==== Input data

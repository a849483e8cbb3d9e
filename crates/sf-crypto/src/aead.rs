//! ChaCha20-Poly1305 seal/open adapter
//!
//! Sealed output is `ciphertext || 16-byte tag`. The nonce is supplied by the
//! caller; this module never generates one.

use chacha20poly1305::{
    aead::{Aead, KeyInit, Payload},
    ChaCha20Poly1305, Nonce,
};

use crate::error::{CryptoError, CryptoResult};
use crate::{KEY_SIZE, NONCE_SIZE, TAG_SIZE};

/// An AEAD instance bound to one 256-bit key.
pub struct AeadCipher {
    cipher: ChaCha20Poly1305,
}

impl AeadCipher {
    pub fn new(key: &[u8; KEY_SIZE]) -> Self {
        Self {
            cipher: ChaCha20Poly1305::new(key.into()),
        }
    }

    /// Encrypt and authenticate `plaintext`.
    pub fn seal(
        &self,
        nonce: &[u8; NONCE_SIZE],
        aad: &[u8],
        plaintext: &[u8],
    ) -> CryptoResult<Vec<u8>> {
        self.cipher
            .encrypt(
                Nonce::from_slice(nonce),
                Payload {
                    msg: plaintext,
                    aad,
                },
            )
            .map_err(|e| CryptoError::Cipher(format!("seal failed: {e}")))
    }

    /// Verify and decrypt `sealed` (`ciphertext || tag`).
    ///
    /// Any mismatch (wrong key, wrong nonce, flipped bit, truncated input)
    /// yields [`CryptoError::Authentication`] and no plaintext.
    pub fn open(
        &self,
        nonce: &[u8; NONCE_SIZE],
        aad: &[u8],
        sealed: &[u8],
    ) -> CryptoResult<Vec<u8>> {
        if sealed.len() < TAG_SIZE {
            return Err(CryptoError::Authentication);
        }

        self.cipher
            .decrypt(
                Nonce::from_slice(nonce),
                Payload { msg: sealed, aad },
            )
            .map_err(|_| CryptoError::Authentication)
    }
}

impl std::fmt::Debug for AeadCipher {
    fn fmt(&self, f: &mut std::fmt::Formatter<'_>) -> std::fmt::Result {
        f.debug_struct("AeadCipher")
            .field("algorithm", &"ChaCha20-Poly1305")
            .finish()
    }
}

========
==== Input data

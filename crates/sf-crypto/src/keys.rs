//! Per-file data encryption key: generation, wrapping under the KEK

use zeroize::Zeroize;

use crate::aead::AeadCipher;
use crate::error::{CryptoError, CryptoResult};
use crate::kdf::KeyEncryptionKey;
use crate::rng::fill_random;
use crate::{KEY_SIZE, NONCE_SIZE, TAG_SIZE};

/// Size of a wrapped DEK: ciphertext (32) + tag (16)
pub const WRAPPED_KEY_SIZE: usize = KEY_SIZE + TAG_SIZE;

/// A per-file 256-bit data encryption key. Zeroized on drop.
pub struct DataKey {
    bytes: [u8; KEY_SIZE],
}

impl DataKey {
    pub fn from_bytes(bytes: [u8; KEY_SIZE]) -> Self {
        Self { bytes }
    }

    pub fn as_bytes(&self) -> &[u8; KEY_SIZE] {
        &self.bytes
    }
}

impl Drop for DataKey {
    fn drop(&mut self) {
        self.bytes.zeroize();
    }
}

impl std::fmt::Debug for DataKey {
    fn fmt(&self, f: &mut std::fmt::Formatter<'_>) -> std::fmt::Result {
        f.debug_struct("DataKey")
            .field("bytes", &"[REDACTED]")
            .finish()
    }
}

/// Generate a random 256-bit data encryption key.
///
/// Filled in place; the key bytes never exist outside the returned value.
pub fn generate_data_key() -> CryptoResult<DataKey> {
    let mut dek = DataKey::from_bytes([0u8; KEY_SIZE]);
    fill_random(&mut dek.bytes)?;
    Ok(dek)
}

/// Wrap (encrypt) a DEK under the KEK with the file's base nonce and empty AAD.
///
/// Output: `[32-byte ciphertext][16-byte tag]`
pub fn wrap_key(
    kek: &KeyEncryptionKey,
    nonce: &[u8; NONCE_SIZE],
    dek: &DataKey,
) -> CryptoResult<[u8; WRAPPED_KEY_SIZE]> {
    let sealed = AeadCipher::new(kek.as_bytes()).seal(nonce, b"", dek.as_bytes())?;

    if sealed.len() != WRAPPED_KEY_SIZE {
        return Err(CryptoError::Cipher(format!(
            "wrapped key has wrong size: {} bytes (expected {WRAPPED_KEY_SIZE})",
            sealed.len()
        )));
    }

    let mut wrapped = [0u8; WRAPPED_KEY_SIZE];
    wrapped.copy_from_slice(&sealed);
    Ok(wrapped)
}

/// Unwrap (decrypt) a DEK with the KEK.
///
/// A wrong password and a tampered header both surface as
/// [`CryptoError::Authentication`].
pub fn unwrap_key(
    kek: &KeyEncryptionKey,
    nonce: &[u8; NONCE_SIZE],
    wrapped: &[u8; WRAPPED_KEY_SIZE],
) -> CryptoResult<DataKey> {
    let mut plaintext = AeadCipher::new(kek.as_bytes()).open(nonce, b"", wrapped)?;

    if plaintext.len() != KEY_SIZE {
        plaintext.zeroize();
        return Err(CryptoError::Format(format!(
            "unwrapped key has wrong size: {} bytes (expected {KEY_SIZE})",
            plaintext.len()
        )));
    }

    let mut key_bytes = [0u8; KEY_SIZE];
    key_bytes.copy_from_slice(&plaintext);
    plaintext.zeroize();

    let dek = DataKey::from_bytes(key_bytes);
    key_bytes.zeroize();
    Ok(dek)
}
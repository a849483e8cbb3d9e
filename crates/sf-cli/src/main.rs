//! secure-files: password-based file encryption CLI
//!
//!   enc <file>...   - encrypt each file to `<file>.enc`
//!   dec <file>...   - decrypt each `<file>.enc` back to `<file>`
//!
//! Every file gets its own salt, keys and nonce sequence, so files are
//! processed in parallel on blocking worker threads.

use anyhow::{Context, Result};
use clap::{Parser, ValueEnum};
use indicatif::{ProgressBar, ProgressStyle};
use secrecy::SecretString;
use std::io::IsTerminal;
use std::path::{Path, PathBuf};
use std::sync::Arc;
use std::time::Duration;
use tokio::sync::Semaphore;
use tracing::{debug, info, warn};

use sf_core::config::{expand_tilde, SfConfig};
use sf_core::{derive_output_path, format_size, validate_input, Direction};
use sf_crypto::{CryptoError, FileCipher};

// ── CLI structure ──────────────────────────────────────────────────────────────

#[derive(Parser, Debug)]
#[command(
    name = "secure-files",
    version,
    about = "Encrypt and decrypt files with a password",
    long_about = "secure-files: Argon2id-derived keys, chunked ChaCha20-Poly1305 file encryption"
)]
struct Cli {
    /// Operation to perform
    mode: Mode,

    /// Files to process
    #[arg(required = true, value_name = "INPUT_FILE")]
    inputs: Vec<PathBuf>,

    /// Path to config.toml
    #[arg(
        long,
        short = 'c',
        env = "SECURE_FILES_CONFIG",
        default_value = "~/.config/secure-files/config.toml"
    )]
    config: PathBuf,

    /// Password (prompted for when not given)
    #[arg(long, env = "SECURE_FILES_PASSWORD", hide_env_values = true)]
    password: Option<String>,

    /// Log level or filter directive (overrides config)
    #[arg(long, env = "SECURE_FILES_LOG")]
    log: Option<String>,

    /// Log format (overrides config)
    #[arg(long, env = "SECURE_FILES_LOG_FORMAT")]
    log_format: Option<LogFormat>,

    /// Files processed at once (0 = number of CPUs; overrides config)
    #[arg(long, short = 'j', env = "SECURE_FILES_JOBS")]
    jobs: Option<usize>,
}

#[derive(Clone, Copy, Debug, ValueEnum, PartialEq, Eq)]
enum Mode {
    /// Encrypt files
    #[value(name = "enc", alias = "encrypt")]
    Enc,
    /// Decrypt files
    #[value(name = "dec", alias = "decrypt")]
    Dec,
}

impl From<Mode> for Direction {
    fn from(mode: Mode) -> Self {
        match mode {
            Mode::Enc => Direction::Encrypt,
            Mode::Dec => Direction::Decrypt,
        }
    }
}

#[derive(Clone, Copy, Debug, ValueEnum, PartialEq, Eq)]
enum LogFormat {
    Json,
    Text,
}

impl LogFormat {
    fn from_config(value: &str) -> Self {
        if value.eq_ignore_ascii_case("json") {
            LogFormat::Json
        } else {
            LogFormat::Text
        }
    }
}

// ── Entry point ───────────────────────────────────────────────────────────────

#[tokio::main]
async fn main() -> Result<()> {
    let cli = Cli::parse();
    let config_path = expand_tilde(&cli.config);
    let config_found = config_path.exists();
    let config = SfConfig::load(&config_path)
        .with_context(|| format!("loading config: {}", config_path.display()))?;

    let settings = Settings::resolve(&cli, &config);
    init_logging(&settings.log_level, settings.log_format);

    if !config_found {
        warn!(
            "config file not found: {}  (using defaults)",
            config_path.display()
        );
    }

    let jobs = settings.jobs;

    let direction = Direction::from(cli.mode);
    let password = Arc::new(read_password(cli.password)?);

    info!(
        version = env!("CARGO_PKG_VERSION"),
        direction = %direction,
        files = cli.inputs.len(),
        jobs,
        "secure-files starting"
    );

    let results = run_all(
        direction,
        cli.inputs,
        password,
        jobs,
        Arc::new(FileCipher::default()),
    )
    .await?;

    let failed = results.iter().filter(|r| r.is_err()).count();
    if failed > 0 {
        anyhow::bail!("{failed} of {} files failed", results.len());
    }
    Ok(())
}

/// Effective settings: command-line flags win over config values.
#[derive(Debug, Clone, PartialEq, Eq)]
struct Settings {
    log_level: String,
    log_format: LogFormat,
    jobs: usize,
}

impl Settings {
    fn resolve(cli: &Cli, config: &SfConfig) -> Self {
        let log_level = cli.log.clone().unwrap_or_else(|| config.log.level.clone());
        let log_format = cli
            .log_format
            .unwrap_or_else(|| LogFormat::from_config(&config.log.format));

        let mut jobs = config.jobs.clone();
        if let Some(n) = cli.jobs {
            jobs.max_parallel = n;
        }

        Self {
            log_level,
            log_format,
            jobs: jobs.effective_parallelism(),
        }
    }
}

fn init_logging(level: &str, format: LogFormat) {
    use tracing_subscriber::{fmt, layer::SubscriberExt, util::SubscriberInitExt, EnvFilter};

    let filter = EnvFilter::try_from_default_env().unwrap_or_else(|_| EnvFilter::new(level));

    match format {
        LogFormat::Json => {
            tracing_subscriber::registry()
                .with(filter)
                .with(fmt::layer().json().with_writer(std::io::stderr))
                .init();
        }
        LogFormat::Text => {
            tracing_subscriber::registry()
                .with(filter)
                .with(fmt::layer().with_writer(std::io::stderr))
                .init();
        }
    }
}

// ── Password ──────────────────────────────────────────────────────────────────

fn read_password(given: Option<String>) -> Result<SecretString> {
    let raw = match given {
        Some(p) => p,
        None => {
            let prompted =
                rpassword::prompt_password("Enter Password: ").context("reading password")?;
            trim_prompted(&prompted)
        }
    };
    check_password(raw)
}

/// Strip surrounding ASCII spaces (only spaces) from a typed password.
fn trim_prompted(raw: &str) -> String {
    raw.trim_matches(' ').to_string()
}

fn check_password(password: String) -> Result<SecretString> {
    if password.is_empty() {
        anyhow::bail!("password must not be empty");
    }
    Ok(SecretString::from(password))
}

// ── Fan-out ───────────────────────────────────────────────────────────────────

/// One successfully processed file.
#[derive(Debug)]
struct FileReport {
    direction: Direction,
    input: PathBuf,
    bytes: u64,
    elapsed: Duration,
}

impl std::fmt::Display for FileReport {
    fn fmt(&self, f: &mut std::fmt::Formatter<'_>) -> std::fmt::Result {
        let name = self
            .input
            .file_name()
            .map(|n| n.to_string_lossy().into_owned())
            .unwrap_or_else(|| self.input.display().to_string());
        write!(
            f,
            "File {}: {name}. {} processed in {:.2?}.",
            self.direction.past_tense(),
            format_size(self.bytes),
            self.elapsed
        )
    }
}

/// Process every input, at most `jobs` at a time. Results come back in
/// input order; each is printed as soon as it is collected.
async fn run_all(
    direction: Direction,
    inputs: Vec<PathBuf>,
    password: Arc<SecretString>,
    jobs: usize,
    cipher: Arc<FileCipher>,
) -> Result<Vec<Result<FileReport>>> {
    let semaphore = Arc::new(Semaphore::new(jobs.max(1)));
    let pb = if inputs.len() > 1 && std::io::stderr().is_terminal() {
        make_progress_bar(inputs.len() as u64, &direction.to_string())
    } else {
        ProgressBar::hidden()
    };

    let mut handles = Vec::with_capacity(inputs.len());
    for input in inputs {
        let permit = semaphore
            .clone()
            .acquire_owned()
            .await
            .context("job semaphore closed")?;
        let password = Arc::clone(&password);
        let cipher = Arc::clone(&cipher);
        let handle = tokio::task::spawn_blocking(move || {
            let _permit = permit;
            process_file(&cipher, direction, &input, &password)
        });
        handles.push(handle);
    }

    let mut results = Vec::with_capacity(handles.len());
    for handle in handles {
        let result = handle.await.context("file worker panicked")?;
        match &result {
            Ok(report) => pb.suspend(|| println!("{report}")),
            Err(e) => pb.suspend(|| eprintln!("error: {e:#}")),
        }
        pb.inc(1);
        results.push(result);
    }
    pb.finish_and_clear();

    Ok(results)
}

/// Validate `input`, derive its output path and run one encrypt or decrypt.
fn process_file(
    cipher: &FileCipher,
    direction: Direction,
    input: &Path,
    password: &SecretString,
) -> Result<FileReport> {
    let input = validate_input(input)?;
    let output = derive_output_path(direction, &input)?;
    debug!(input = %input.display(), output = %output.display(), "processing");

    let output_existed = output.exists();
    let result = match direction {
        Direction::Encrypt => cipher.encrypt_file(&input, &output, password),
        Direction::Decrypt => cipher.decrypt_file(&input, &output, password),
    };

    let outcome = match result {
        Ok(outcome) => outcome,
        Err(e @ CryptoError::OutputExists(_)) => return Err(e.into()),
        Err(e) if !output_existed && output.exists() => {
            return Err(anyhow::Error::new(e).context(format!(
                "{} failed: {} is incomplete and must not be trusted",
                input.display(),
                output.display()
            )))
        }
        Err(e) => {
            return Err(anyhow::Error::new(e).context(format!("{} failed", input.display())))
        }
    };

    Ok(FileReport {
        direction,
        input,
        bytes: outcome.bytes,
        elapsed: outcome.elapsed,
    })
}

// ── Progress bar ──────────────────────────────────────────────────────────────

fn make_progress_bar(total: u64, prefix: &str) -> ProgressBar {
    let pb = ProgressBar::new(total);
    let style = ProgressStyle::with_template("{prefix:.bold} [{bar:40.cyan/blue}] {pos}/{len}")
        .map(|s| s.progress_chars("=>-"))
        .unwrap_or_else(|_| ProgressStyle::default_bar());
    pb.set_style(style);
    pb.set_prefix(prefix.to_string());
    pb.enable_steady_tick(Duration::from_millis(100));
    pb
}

========

From the records above, pull every line that carries the word "must".

* Problem solution *
        anyhow::bail!("password must not be empty");
                "{} failed: {} is incomplete and must not be trusted",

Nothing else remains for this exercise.